Rien dans ces lignes n’exige d’inventer une morale supplémentaire. Le dossier suffit. Il montre un marché qui s’envole avec l’IA, des ménages qui y entrent à crédit, une parole officielle de maîtrise du risque de crédit, une parole de place sur le défaut possible, et des voix privées qui oscillent entre l’aubaine et la panique. Lucas Chen continue de voir une chance de génération.
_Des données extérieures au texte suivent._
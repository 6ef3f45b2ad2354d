use glam::{Mat4, Quat, Vec3};
use std::cell::{Cell, Ref, RefCell};

/// Local translation / rotation / uniform scale, with cached local and world matrices.
///
/// The world matrix is written by [`crate::scene_graph::Scene::late_update`]; the
/// setters only mark it dirty.
#[derive(Debug, Clone)]
pub struct Transform {
    translation: Vec3,
    rotation: Quat,
    scale: f32,

    local_matrix: RefCell<Mat4>,
    world_matrix: RefCell<Mat4>,
    normal_matrix: RefCell<Mat4>,
    local_dirty: Cell<bool>,
    world_dirty: Cell<bool>,
}

impl Transform {
    pub fn new(translation: Vec3, rotation: Quat, scale: f32) -> Self {
        Self {
            translation,
            rotation,
            scale,
            local_matrix: RefCell::new(Mat4::IDENTITY),
            world_matrix: RefCell::new(Mat4::IDENTITY),
            normal_matrix: RefCell::new(Mat4::IDENTITY),
            local_dirty: Cell::new(true),
            world_dirty: Cell::new(true),
        }
    }

    pub fn from_translation(translation: Vec3) -> Self {
        Self::new(translation, Quat::IDENTITY, 1.0)
    }

    pub fn get_local_matrix(&self) -> Ref<Mat4> {
        if self.local_dirty.get() {
            let matrix = Mat4::from_scale_rotation_translation(
                Vec3::splat(self.scale),
                self.rotation,
                self.translation,
            );

            self.local_matrix.replace(matrix);
            self.local_dirty.set(false);
            self.invalidate_world();
        }

        self.local_matrix.borrow()
    }

    pub fn get_world_matrix(&self) -> Ref<Mat4> {
        self.world_matrix.borrow()
    }

    /// Inverse transpose of the world matrix, for transforming normals.
    pub fn get_normal_matrix(&self) -> Ref<Mat4> {
        self.normal_matrix.borrow()
    }

    pub fn set_world_matrix(&self, world_matrix: Mat4) {
        self.world_matrix.replace(world_matrix);
        self.world_dirty.set(false);
        self.normal_matrix.replace(world_matrix.inverse().transpose());
    }

    pub fn invalidate_local(&self) {
        self.local_dirty.set(true);
        self.world_dirty.set(true);
    }

    pub fn invalidate_world(&self) {
        self.world_dirty.set(true);
    }

    pub fn is_world_dirty(&self) -> bool {
        self.world_dirty.get()
    }

    pub fn set_rotation(&mut self, rotation: Quat) {
        self.rotation = rotation;
        self.invalidate_local();
    }

    pub fn set_translation(&mut self, translation: Vec3) {
        self.translation = translation;
        self.invalidate_local();
    }

    #[cfg(test)]
    pub fn set_scale(&mut self, scale: f32) {
        self.scale = scale;
        self.invalidate_local();
    }

    pub fn translation(&self) -> Vec3 {
        self.translation
    }

    pub fn rotation(&self) -> Quat {
        self.rotation
    }

    pub fn scale(&self) -> f32 {
        self.scale
    }
}

impl Default for Transform {
    fn default() -> Self {
        Self::from_translation(Vec3::ZERO)
    }
}
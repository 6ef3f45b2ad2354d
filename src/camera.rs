use glam::{Mat4, Vec2, Vec3, Vec4};
use wgpu::util::DeviceExt;

#[derive(Debug, Clone)]
pub struct Camera {
    pub eye: Vec3,
    pub target: Vec3,
    pub up: Vec3,
    pub fov_y_degrees: f32,
    pub near: f32,
    pub far: f32,
}

impl Camera {
    pub fn from_config(config: &CameraConfig) -> Self {
        Self {
            eye: config.position,
            target: config.target,
            up: Vec3::Y,
            fov_y_degrees: config.fov_y_degrees,
            near: config.near,
            far: config.far,
        }
    }

    pub fn view_matrix(&self) -> Mat4 {
        Mat4::look_at_rh(self.eye, self.target, self.up)
    }

    pub fn get_vp_matrix(&self, resolution: Vec2) -> Mat4 {
        let aspect = resolution.x / resolution.y.max(1.0);
        let projection =
            Mat4::perspective_rh(self.fov_y_degrees.to_radians(), aspect, self.near, self.far);
        projection * self.view_matrix()
    }
}

impl Default for Camera {
    fn default() -> Self {
        Self::from_config(&CameraConfig::default())
    }
}

#[derive(Debug, Clone)]
pub struct CameraConfig {
    pub position: Vec3,
    pub target: Vec3,
    pub fov_y_degrees: f32,
    pub near: f32,
    pub far: f32,
}

impl Default for CameraConfig {
    fn default() -> Self {
        Self {
            position: Vec3::new(3.0, 2.0, 4.0),
            target: Vec3::ZERO,
            fov_y_degrees: 50.0,
            near: 0.1,
            far: 200.0,
        }
    }
}

#[repr(C)]
#[derive(Debug, Copy, Clone, bytemuck::Pod, bytemuck::Zeroable, Default)]
pub struct CameraUniform {
    view_proj: Mat4,
    inverse_view_proj: Mat4,
    // w is unused
    eye: Vec4,
}

impl CameraUniform {
    pub fn update(&mut self, resolution: winit::dpi::PhysicalSize<u32>, camera: &Camera) {
        self.view_proj =
            camera.get_vp_matrix(Vec2::new(resolution.width as f32, resolution.height as f32));
        self.inverse_view_proj = self.view_proj.inverse();
        self.eye = camera.eye.extend(1.0);
    }

    pub fn create_buffer(&self, device: &wgpu::Device) -> wgpu::Buffer {
        device.create_buffer_init(&wgpu::util::BufferInitDescriptor {
            label: Some("Camera Uniform Buffer"),
            contents: bytemuck::cast_slice(&[*self]),
            usage: wgpu::BufferUsages::UNIFORM | wgpu::BufferUsages::COPY_DST,
        })
    }

    pub fn update_buffer(&self, queue: &wgpu::Queue, buffer: &wgpu::Buffer) {
        queue.write_buffer(buffer, 0, bytemuck::cast_slice(&[*self]));
    }
}

#[cfg(test)]
mod tests {
    use super::*;

    #[test]
    fn target_projects_to_screen_centre() {
        let camera = Camera::default();
        let clip = camera.get_vp_matrix(Vec2::new(1280.0, 720.0)) * camera.target.extend(1.0);
        let ndc = clip.truncate() / clip.w;

        assert!(ndc.x.abs() < 1e-5);
        assert!(ndc.y.abs() < 1e-5);
        assert!(ndc.z > 0.0 && ndc.z < 1.0);
    }

    #[test]
    fn uniform_inverse_maps_back_to_world() {
        let camera = Camera::default();
        let mut uniform = CameraUniform::default();
        uniform.update(winit::dpi::PhysicalSize::new(1280, 720), &camera);

        let clip = uniform.view_proj * Vec3::new(0.5, 0.25, -1.0).extend(1.0);
        let world = uniform.inverse_view_proj * clip;

        assert!((world.truncate() / world.w).abs_diff_eq(Vec3::new(0.5, 0.25, -1.0), 1e-3));
        assert_eq!(uniform.eye, camera.eye.extend(1.0));
    }
}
D’autres, dans le même archipel boursier, comptent ce qui reste après la baisse.
La frénésie, au premier semestre, a eu la couleur de la hausse de 59 %. L’été a commencé à lui donner une autre couleur, celle d’un indice qui lâche 16 % depuis son sommet et d’un voisin sud-coréen qui en lâche environ 40 %. Entre les deux teintes, il y a des prêts, des écrans, des groupes Facebook, une Tesla, un temple, un psychiatre, des vidéos de prévention. Il y a surtout cette question, laissée ouverte par les faits eux-mêmes : maîtrisables, vraiment ?
Ceux qui n’en parlent pas quand les cours baissent laissent la question en suspens. Ceux qui se réveillent la nuit la tranchent déjà, pour leur propre compte. Ceux qui quadruplent leur mise au plus haut de juin peuvent encore parler d’aubaine. Le marché, lui, a seulement rappelé qu’une demande d’intelligence artificielle, aussi puissante soit-elle, n’efface ni le levier, ni la valorisation, ni le calendrier des taux. À Taïwan comme ailleurs dans cette séquence mondiale, le ticker n’a pas besoin qu’on invente la suite. Il l’écrit, jour après jour, sur le solde de ceux qui ont emprunté pour y croire.
Le portrait de Lucas Chen restera celui d’un salarié de 34 ans qui a transformé des primes, puis des prêts, en ticket d’entrée massif sur la tech. Le portrait de l’anonyme restera celui d’un investisseur de 10 millions qui a perdu près de la moitié et n’a trouvé d’aide ni chez le psychiatre ni au temple. Entre eux, des centaines de milliers de membres d’un groupe, des banques aux dépôts records, un professeur qui décrit des achats à tout va, un jeune de 30 ans qui envie ses amis, une commission qui parle de contrôle, une Bourse qui parle de défaut. C’est tout le dossier. C’est déjà trop pour le traiter comme une simple success story. C’est assez pour comprendre pourquoi la frénésie fait courir le risque de lourdes pertes, et pourquoi ces pertes, souvent, ne font pas le même bruit que les gains.